Washington surprised by Russia’s ability to evade U.S. eavesdropping

n13-iconThe Wall Street Journal reports: U.S. military satellites spied Russian troops amassing within striking distance of Crimea last month. But intelligence analysts were surprised because they hadn’t intercepted any telltale communications where Russian leaders, military commanders or soldiers discussed plans to invade.

America’s vaunted global surveillance is a vital tool for U.S. intelligence services, especially as an early-warning system and as a way to corroborate other evidence. In Crimea, though, U.S. intelligence officials are concluding that Russian planners might have gotten a jump on the West by evading U.S. eavesdropping.

“Even though there was a warning, we didn’t have the information to be able to say exactly what was going to happen,” a senior U.S. official says.

To close the information gap, U.S. spy agencies and the military are rushing to expand satellite coverage and communications-interception efforts across Russia, Ukraine and the Baltic states.
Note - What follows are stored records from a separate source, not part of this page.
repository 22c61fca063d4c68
//! Database Module
//!
//! PostgreSQL connection pool and migrations.

use sqlx::postgres::PgPoolOptions;
use sqlx::PgPool;
use std::time::Duration;

use crate::config::DatabaseSettings;

/// Create a PostgreSQL connection pool
pub async fn create_pool(settings: &DatabaseSettings) -> Result<PgPool, sqlx::Error> {
    PgPoolOptions::new()
        .max_connections(settings.max_connections)
        .min_connections(settings.min_connections)
        .acquire_timeout(Duration::from_secs(settings.acquire_timeout))
        .connect(&settings.url)
        .await
}

/// Run database migrations
pub async fn run_migrations(pool: &PgPool) -> Result<(), sqlx::migrate::MigrateError> {
    sqlx::migrate!("./migrations").run(pool).await
}
//! Repository Implementations
//!
//! Concrete implementations of the domain repository traits.
//!
//! ## Available Repositories
//!
//! - **PgServiceRecordRepository** / **PgOwnerRepository** - PostgreSQL
//! - **InMemoryServiceRecordRepository** / **InMemoryOwnerRepository** -
//!   process-local, for database-less runs and tests
//!
//! ## Usage Example
//!
//! ```rust,ignore
//! use sqlx::PgPool;
//! use vet_services::infrastructure::repositories::{PgOwnerRepository, PgServiceRecordRepository};
//!
//! async fn setup_repositories(pool: PgPool) {
//!     let service_repo = PgServiceRecordRepository::new(pool.clone());
//!     let owner_repo = PgOwnerRepository::new(pool);
//! }
//! ```

pub mod memory;
pub mod owner_repository;
pub mod service_record_repository;

pub use memory::{InMemoryOwnerRepository, InMemoryServiceRecordRepository};
pub use owner_repository::PgOwnerRepository;
pub use service_record_repository::PgServiceRecordRepository;
//! Team selections.
//!
//! A roster owns only the *selection*: which hero sits in which slot. Heroes are borrowed from
//! the [`Dataset`](crate::dataset::Dataset) for the lifetime `'a`.
//!
//! Two layouts are supported:
//!
//! - [`TeamComp`] - five members: one tank, two damage, two support
//! - [`SixStack`] - six slots: the first two accept any role, the remaining four reject tanks
//!
//! Both implement [`Roster`], which is all the aggregation code needs.

use crate::hero::{Hero, Role};

/// A set of optionally filled hero slots.
pub trait Roster<'a> {
    /// Every slot in order, filled or not.
    fn slots(&self) -> impl Iterator<Item = Option<&'a Hero>>;

    /// The seated heroes, in slot order.
    fn members(&self) -> impl Iterator<Item = &'a Hero> {
        self.slots().flatten()
    }
}

/// A hero was offered to a slot that does not accept its role.
#[derive(Debug, Clone, PartialEq, Eq, derive_more::Display, derive_more::Error)]
#[display("slot {slot} does not accept {role} hero '{hero}'")]
pub struct SlotRoleError {
    pub slot: String,
    pub role: Role,
    pub hero: String,
}

fn check_role(
    slot: impl Into<String>,
    accepts: impl Fn(Role) -> bool,
    hero: Option<&Hero>,
) -> Result<(), SlotRoleError> {
    match hero {
        Some(hero) if !accepts(hero.role()) => Err(SlotRoleError {
            slot: slot.into(),
            role: hero.role(),
            hero: hero.name.clone(),
        }),
        _ => Ok(()),
    }
}

/// Five-member roster with role-typed slots.
#[derive(Debug, Clone, Copy, Default, PartialEq, Eq)]
pub struct TeamComp<'a> {
    tank: Option<&'a Hero>,
    damage: [Option<&'a Hero>; 2],
    support: [Option<&'a Hero>; 2],
}

impl<'a> TeamComp<'a> {
    #[must_use]
    pub fn new() -> Self {
        Self::default()
    }

    pub fn set_tank(&mut self, hero: Option<&'a Hero>) -> Result<(), SlotRoleError> {
        check_role("tank", |r| r == Role::Tank, hero)?;
        self.tank = hero;
        Ok(())
    }

    /// # Panics
    ///
    /// Panics if `index` is not 0 or 1.
    pub fn set_damage(
        &mut self,
        index: usize,
        hero: Option<&'a Hero>,
    ) -> Result<(), SlotRoleError> {
        assert!(index < self.damage.len(), "damage slot {index} out of range");
        check_role(format!("damage {}", index + 1), |r| r == Role::Damage, hero)?;
        self.damage[index] = hero;
        Ok(())
    }

    /// # Panics
    ///
    /// Panics if `index` is not 0 or 1.
    pub fn set_support(
        &mut self,
        index: usize,
        hero: Option<&'a Hero>,
    ) -> Result<(), SlotRoleError> {
        assert!(index < self.support.len(), "support slot {index} out of range");
        check_role(format!("support {}", index + 1), |r| r == Role::Support, hero)?;
        self.support[index] = hero;
        Ok(())
    }

    #[must_use]
    pub fn tank(&self) -> Option<&'a Hero> {
        self.tank
    }

    #[must_use]
    pub fn damage(&self) -> [Option<&'a Hero>; 2] {
        self.damage
    }

    #[must_use]
    pub fn support(&self) -> [Option<&'a Hero>; 2] {
        self.support
    }
}

impl<'a> Roster<'a> for TeamComp<'a> {
    fn slots(&self) -> impl Iterator<Item = Option<&'a Hero>> {
        [self.tank]
            .into_iter()
            .chain(self.damage)
            .chain(self.support)
    }
}

/// Number of slots in a [`SixStack`].
pub const SIX_STACK_SLOTS: usize = 6;

/// Six-member roster.
#[derive(Debug, Clone, Copy, Default, PartialEq, Eq)]
pub struct SixStack<'a> {
    slots: [Option<&'a Hero>; SIX_STACK_SLOTS],
}

impl<'a> SixStack<'a> {
    pub const SLOTS: usize = SIX_STACK_SLOTS;
    /// Slots before this index accept tanks.
    pub const OPEN_SLOTS: usize = 2;

    #[must_use]
    pub fn new() -> Self {
        Self::default()
    }

    #[must_use]
    pub fn accepts(index: usize, role: Role) -> bool {
        index < Self::OPEN_SLOTS || role != Role::Tank
    }

    /// # Panics
    ///
    /// Panics if `index >= SixStack::SLOTS`.
    pub fn set(&mut self, index: usize, hero: Option<&'a Hero>) -> Result<(), SlotRoleError> {
        assert!(index < Self::SLOTS, "slot {index} out of range");
        check_role(format!("{}", index + 1), |r| Self::accepts(index, r), hero)?;
        self.slots[index] = hero;
        Ok(())
    }

    #[must_use]
    pub fn get(&self, index: usize) -> Option<&'a Hero> {
        self.slots.get(index).copied().flatten()
    }
}

impl<'a> Roster<'a> for SixStack<'a> {
    fn slots(&self) -> impl Iterator<Item = Option<&'a Hero>> {
        self.slots.into_iter()
    }
}

impl<'a> Roster<'a> for [&'a Hero] {
    fn slots(&self) -> impl Iterator<Item = Option<&'a Hero>> {
        self.iter().copied().map(Some)
    }
}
U.S. officials hope the “surge” in assets and analysts will improve tracking of the Russian military and tip off the U.S. to any possible intentions of Russian President Vladimir Putin before he acts on them.

The U.S. moves will happen quickly. “We have gone into crisis-response mode,” a senior official says.

Still, as Russia brings additional forces to areas near the border with eastern Ukraine, America’s spy chiefs are worried that Russian leaders might be able to cloak their next move by shielding more communications from the U.S., according to officials familiar with the matter. “That is the question we’re all asking ourselves,” one top U.S. official says.

The Obama administration is “very nervous,” says a person close to the discussions. “This is uncharted territory.” [Continue reading…]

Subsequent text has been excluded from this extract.